Objets non identifiés
Le thème de la disparition et de l’absence réunit les œuvres des deux artistes zurichoises. Sous l’appellation «Nova», Lena Amuat et Zoë Meyer réunissent une série de tirages, tous sortis de leur contexte.
Le duo s’amuse ainsi à photographier des objets confisqués par la douane suisse. Dénudés de leur fonction ou signification initiales, ces photographies présentent des curiosités, dont le grain a été travaillé de sorte à ressembler à des impressions de presse. Une autre chambre évoque un musée fictif, avec des objets aux formes géométriques posés devant des fonds colorés. Par un travail ingénieux sur les arrière-plans des images, elles parviennent à les isoler de leur fonction et révèlent leur étrangeté.
Le pouvoir des écrans
S’ensuit un espace transitoire – le couloir – pour relier le monde numérique de Lea Sblandano. Lumières tamisées, écrans lumineux, moquette, fenêtres cachées par des images de métropoles asiatiques: l’immersion dans l’univers de cette lauréate du Prix Images Vevey x ECAL 2024 est immédiate. Des corps déformés et des images peu retouchées, malgré leur apparence de réalité virtuelle.
Elle parvient à créer une désorientation sensorielle, comme si on se retrouvait englouti par un monde artificiel. Car c’est bien de cela qu’il s’agit: «Neijuan», un mot d’argot mandarin signifiant «involution», traduit la sensation d’isolement d’une jeunesse confrontée à une société de plus en plus performative.

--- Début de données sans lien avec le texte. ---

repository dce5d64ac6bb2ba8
//! Helpers shared by the gateway calls

use contracts::domain::a001_order_ticket::OrdersQuery;
use contracts::shared::GatewayError;

/// URL of the read endpoint: `<base>?action=getOrders`
pub fn orders_url(base_url: &str) -> Result<String, GatewayError> {
    let query = serde_qs::to_string(&OrdersQuery::default())
        .map_err(|e| GatewayError::Encode(e.to_string()))?;
    let separator = if base_url.contains('?') { '&' } else { '?' };
    Ok(format!("{}{}{}", base_url, separator, query))
}

/// Blocking browser alert
pub fn alert(message: &str) {
    if let Some(window) = web_sys::window() {
        let _ = window.alert_with_message(message);
    }
}
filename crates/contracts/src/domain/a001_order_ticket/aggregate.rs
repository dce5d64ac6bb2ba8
use crate::enums::OrderStatus;
use crate::shared::{labels, wire};
use chrono::{DateTime, NaiveDateTime, TimeZone, Utc};
use serde::{Deserialize, Deserializer, Serialize, Serializer};

/// Identifier of an order row.
///
/// The sheet may send it as a number or a string; both normalize to text so
/// `12` and `"12"` refer to the same row.
#[derive(Debug, Clone, Default, PartialEq, Eq, Hash)]
pub struct OrderId(pub String);

impl OrderId {
    pub fn new(value: impl Into<String>) -> Self {
        Self(value.into())
    }

    pub fn as_str(&self) -> &str {
        &self.0
    }
}

impl From<&str> for OrderId {
    fn from(value: &str) -> Self {
        Self(value.to_string())
    }
}

impl std::fmt::Display for OrderId {
    fn fmt(&self, f: &mut std::fmt::Formatter<'_>) -> std::fmt::Result {
        f.write_str(&self.0)
    }
}

impl Serialize for OrderId {
    fn serialize<S: Serializer>(&self, serializer: S) -> Result<S::Ok, S::Error> {
        serializer.serialize_str(&self.0)
    }
}

impl<'de> Deserialize<'de> for OrderId {
    fn deserialize<D: Deserializer<'de>>(deserializer: D) -> Result<Self, D::Error> {
        wire::string_or_number(deserializer).map(OrderId)
    }
}

/// Naive timestamp layouts the sheet is known to produce, read as local time
const NAIVE_FORMATS: &[&str] = &[
    "%Y-%m-%dT%H:%M:%S%.f",
    "%Y-%m-%dT%H:%M:%S",
    "%Y-%m-%dT%H:%M",
    "%Y-%m-%d %H:%M:%S",
    "%Y-%m-%d %H:%M",
    "%Y/%m/%d %H:%M:%S",
    "%Y/%m/%d %H:%M",
];

/// One spreadsheet row. A row with `quantity = n` stands for `n` identical
/// physical tickets.
#[derive(Debug, Clone, PartialEq, Serialize, Deserialize)]
pub struct Order {
    #[serde(rename = "ID", default)]
    pub id: OrderId,
    /// Raw timestamp as sent by the sheet
    #[serde(rename = "日時", default, deserialize_with = "wire::string_or_number")]
    pub placed_at: String,
    /// Table number, or `Takeout`
    #[serde(rename = "テーブル番号", default, deserialize_with = "wire::string_or_number")]
    pub table: String,
    #[serde(rename = "商品名", default, deserialize_with = "wire::string_or_number")]
    pub product_name: String,
    #[serde(rename = "数量", default, deserialize_with = "wire::quantity")]
    pub quantity: i64,
    #[serde(rename = "ステータス", default)]
    pub status: OrderStatus,
}

impl Order {
    /// Parsed order time in `tz`, or `None` if the sheet value is not a date
    pub fn placed_at_in<Tz: TimeZone>(&self, tz: &Tz) -> Option<DateTime<Tz>> {
        parse_timestamp(&self.placed_at, tz)
    }

    pub fn is_takeout(&self) -> bool {
        self.table == labels::TAKEOUT_SENTINEL
    }

    /// "テイクアウト" or "テーブル: N"
    pub fn location_label(&self) -> String {
        if self.is_takeout() {
            labels::TAKEOUT.to_string()
        } else {
            format!("{}{}", labels::TABLE_PREFIX, self.table)
        }
    }

    /// Number of ticket cards this row expands to
    pub fn ticket_count(&self) -> usize {
        usize::try_from(self.quantity).unwrap_or(0)
    }
}

fn parse_timestamp<Tz: TimeZone>(raw: &str, tz: &Tz) -> Option<DateTime<Tz>> {
    let raw = raw.trim();
    if raw.is_empty() {
        return None;
    }

    if let Ok(dt) = DateTime::parse_from_rfc3339(raw) {
        return Some(dt.with_timezone(tz));
    }

    // Epoch milliseconds
    if raw.bytes().all(|b| b.is_ascii_digit()) {
        return raw
            .parse::<i64>()
            .ok()
            .and_then(DateTime::<Utc>::from_timestamp_millis)
            .map(|dt| dt.with_timezone(tz));
    }

    NAIVE_FORMATS.iter().find_map(|format| {
        NaiveDateTime::parse_from_str(raw, format)
            .ok()
            .and_then(|naive| tz.from_local_datetime(&naive).earliest())
    })
}

/// `HH:MM` in 24-hour form, or a placeholder for unparseable timestamps
pub fn format_time_of_day<Tz>(placed_at: Option<&DateTime<Tz>>) -> String
where
    Tz: TimeZone,
    Tz::Offset: std::fmt::Display,
{
    placed_at
        .map(|dt| dt.format("%H:%M").to_string())
        .unwrap_or_else(|| labels::UNKNOWN_TIME.to_string())
}

#[cfg(test)]
mod tests {
    use super::*;
    use chrono::{FixedOffset, Timelike};
    use serde_json::json;

    fn jst() -> FixedOffset {
        FixedOffset::east_opt(9 * 3600).unwrap()
    }

    #[test]
    fn test_deserialize_sheet_row() {
        let order: Order = serde_json::from_value(json!({
            "ID": 17,
            "日時": "2024-05-01T03:12:00.000Z",
            "テーブル番号": 5,
            "商品名": "唐揚げ",
            "数量": 2,
            "ステータス": "pending"
        }))
        .unwrap();

        assert_eq!(order.id, OrderId::from("17"));
        assert_eq!(order.table, "5");
        assert_eq!(order.product_name, "唐揚げ");
        assert_eq!(order.quantity, 2);
        assert_eq!(order.status, OrderStatus::Pending);
    }

    #[test]
    fn test_missing_status_is_unknown() {
        let order: Order = serde_json::from_value(json!({
            "ID": "a1",
            "日時": "2024-05-01T03:12:00.000Z",
            "テーブル番号": "Takeout",
            "商品名": "ラーメン",
            "数量": 1
        }))
        .unwrap();

        assert_eq!(order.status, OrderStatus::default());
        assert_eq!(order.status.display_name(), "不明");
    }

    #[test]
    fn test_location_label() {
        let mut order: Order = serde_json::from_value(json!({"ID": 1, "テーブル番号": "Takeout"})).unwrap();
        assert!(order.is_takeout());
        assert_eq!(order.location_label(), "テイクアウト");

        order.table = "12".to_string();
        assert_eq!(order.location_label(), "テーブル: 12");
    }

    #[test]
    fn test_ticket_count_clamps_negative() {
        let order: Order = serde_json::from_value(json!({"ID": 1, "数量": -2})).unwrap();
        assert_eq!(order.ticket_count(), 0);
    }

    #[test]
    fn test_parse_rfc3339_into_local_zone() {
        let dt = parse_timestamp("2024-05-01T03:12:00.000Z", &jst()).unwrap();
        assert_eq!((dt.hour(), dt.minute()), (12, 12));
        assert_eq!(format_time_of_day(Some(&dt)), "12:12");
    }

    #[test]
    fn test_parse_naive_as_local_time() {
        let dt = parse_timestamp("2024/05/01 09:05:00", &jst()).unwrap();
        assert_eq!(format_time_of_day(Some(&dt)), "09:05");

        let dt = parse_timestamp("2024-05-01 18:30", &jst()).unwrap();
        assert_eq!(format_time_of_day(Some(&dt)), "18:30");
    }

    #[test]
    fn test_parse_epoch_millis() {
        let dt = parse_timestamp("0", &jst()).unwrap();
        assert_eq!(format_time_of_day(Some(&dt)), "09:00");
    }

    #[test]
    fn test_unparseable_timestamp() {
        assert!(parse_timestamp("yesterday", &jst()).is_none());
        assert!(parse_timestamp("", &jst()).is_none());
        assert_eq!(format_time_of_day::<FixedOffset>(None), "--:--");
    }
}
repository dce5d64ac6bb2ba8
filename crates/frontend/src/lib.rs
pub mod app;
pub mod domain;
pub mod layout;
pub mod shared;

use wasm_bindgen::prelude::wasm_bindgen;

#[wasm_bindgen]
pub fn hydrate() {
    // initializes logging using the `log` crate
    _ = console_log::init_with_level(log::Level::Debug);
    console_error_panic_hook::set_once();

    leptos::mount::mount_to_body(app::App);
}

#[wasm_bindgen(start)]
pub fn start() {
    hydrate();
}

Dans la salle de cinéma, une installation rappelant une tour de contrôle diffuse sur de multiples écrans des extraits de webcams. Dans une société post-pandémique, les jeunes cherchent et se connectent en permanence. Isolement, identité multiple, voyeurisme et sexualisation sont autant de conséquences que l’on peut craindre d’une hyperconnectivité. Mais Kei, le «colocataire virtuel», mais bien réel, de l’artiste vivant à Tokyo contredit ces discours.
Ce jeune Japonais incarne la présence et le besoin de contact essentiel à une jeune population perdue dans un monde en perpétuelle mutation. Dans une société en proie à l’intelligence artificielle, les trois artistes prouvent que l’humain parvient, à travers son esprit créatif et ses relations, à dominer le virtuel.
Expositions à l’Appartement jusqu’au 21 décembre 2025.